Foreign-language novelists who have success in the American market tend to have one trait in common: a veneration of American pop culture. Stieg Larsson is fond of gangster films; Umberto Eco opines about comic books, “Starsky & Hutch” and pornography; Roberto Bolaño plumps for Mark Twain, David Lynch and “Easy Rider”; and Haruki Murakami drops the Lovin’ Spoonful, Cream, Duke Ellington, Herb Alpert, Burt Bacharach, J. D. Salinger, Raymond Carver and several thousand other proper nouns.
It would appear that Ryu Murakami has cracked the formula. Born in 1952, he is Haruki Murakami’s contemporary (though not kin), a child of the ’60s with an unabashed affection for American rock music, jazz and sitcoms. His autobiographical novel, “69,” is about a student uprising he led during high school inspired by the Beats, Eldridge Cleaver and the lyrics of Lou Reed.
But the target of his rebellion was the United States naval base that occupied Sasebo, the western Japanese port city in which he grew up. And his first novel, “Almost Transparent Blue” (1976), which has sold more than two million copies in Japan, is about the violent, seedy underworld that panders to the desires of the occupying American soldiers.
Mr. Murakami left Sasebo and settled in Tokyo, but this theme carried over. The narrator of “In the Miso Soup” (1997) is a tourist handler in Tokyo’s red light district who can’t tell whether a peculiar client is a serial killer or simply a typical lonely American man. (As it turns out, he’s both.) These novels’ view of America, and Americans, is deeply conflicted; often the United States is portrayed as a blundering monster — not evil so much as dangerously ignorant.
Japan doesn’t come off any better. In Mr. Murakami’s new “Popular Hits of the Showa Era,” all of the characters suffer from a kind of national cabin fever. They share a deranged obsession with saccharine pop music and television melodramas, but are devoid of personal ambition, social ability or even self-awareness.

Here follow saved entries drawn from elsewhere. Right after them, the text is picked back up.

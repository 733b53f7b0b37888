mod common;

use std::path::Path;
use std::sync::atomic::AtomicBool;
use std::sync::Arc;

use common::{installed, HUMERUS};
use facet::{
    AccessMode, ConfigLoadError, Facet, FacetConfig, FacetError, IndexError, KvStore,
    MatchConfig, NgramConfig, Similarity, StoreError, TermEntry,
};

#[test]
fn read_only_store_rejects_install_but_still_matches() {
    let (_writer, store) = installed(FacetConfig::default());
    let read_only: Arc<dyn KvStore> = Arc::new(store.reopen(AccessMode::ReadOnly));
    let facet = Facet::with_store(FacetConfig::default(), read_only).unwrap();

    let err = facet
        .install_entries(
            &[TermEntry::new("radius", "C0034627")],
            &AtomicBool::new(false),
        )
        .unwrap_err();
    assert!(
        matches!(err.store_error(), Some(StoreError::AccessDenied { .. })),
        "{err}"
    );

    let groups = facet.match_text("humerus").unwrap();
    assert_eq!(groups[0][0].cui, HUMERUS);
    assert!(!facet.index().contains_term("radius").unwrap());
}

#[test]
fn out_of_range_threshold_is_a_config_error() {
    for threshold in [0.0, -0.1, 1.5, f64::NAN] {
        let cfg = FacetConfig::default().with_matcher(MatchConfig::new(Similarity::Cosine, threshold));
        let err = Facet::open(cfg).err().expect("threshold should be rejected");
        assert!(
            matches!(err, FacetError::Config(ConfigLoadError::Validation(_))),
            "{threshold}: {err}"
        );
    }
}

#[test]
fn reopening_with_other_ngram_settings_is_rejected() {
    let (_facet, store) = installed(FacetConfig::default());
    let shared: Arc<dyn KvStore> = Arc::new(store);

    let cfg = FacetConfig::default().with_ngram(NgramConfig::default().with_size(4));
    let err = Facet::with_store(cfg, shared).err().expect("settings mismatch");
    assert!(
        matches!(err, FacetError::Index(IndexError::InvalidParameter(_))),
        "{err}"
    );
}

#[test]
fn missing_source_names_the_path() {
    let facet = Facet::open(FacetConfig::default()).unwrap();
    let err = facet
        .install(Path::new("/nonexistent/terms.txt"), &AtomicBool::new(false))
        .unwrap_err();
    assert!(matches!(err, FacetError::Source { .. }));
    assert!(err.to_string().contains("/nonexistent/terms.txt"));
}

#[test]
fn raised_abort_flag_installs_nothing() {
    let facet = Facet::open(FacetConfig::default()).unwrap();
    let report = facet
        .install_entries(&common::dictionary(), &AtomicBool::new(true))
        .unwrap();
    assert!(report.aborted);
    assert_eq!(report.terms_indexed, 0);
    assert!(facet.match_text("humerus").unwrap().is_empty());
}

#[cfg(feature = "backend-redb")]
#[test]
fn second_redb_handle_is_unavailable() {
    use facet::{BackendConfig, StoreSection};

    let dir = tempfile::TempDir::new().unwrap();
    let cfg = FacetConfig::default().with_store(
        StoreSection::default().with_backend(BackendConfig::redb(dir.path().join("facet.redb"))),
    );

    let _first = Facet::open(cfg.clone()).unwrap();
    let err = Facet::open(cfg).err().expect("file is already open");
    assert!(
        matches!(err, FacetError::Store(StoreError::Unavailable { .. })),
        "{err}"
    );
}

#[test]
fn errors_expose_their_source() {
    use std::error::Error;

    let cfg = FacetConfig::default().with_matcher(MatchConfig::new(Similarity::Dice, 2.0));
    let err = Facet::open(cfg).err().expect("invalid threshold");
    assert!(err.source().is_some());
}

This short novel is the story of a war between two factions that stand in for different segments of Japanese society. The first is a group of puerile men in their mid-20s. They gather in the evenings to slurp down junk food and peep at a woman in the neighboring apartment tower. Sometimes they drive down the coast to a deserted beach where they dress in drag and perform elaborate karaoke numbers. But mostly they babble incoherently to themselves, bursting “into mindless and uncontrollable laughter at random moments” and “not necessarily about anything in particular.”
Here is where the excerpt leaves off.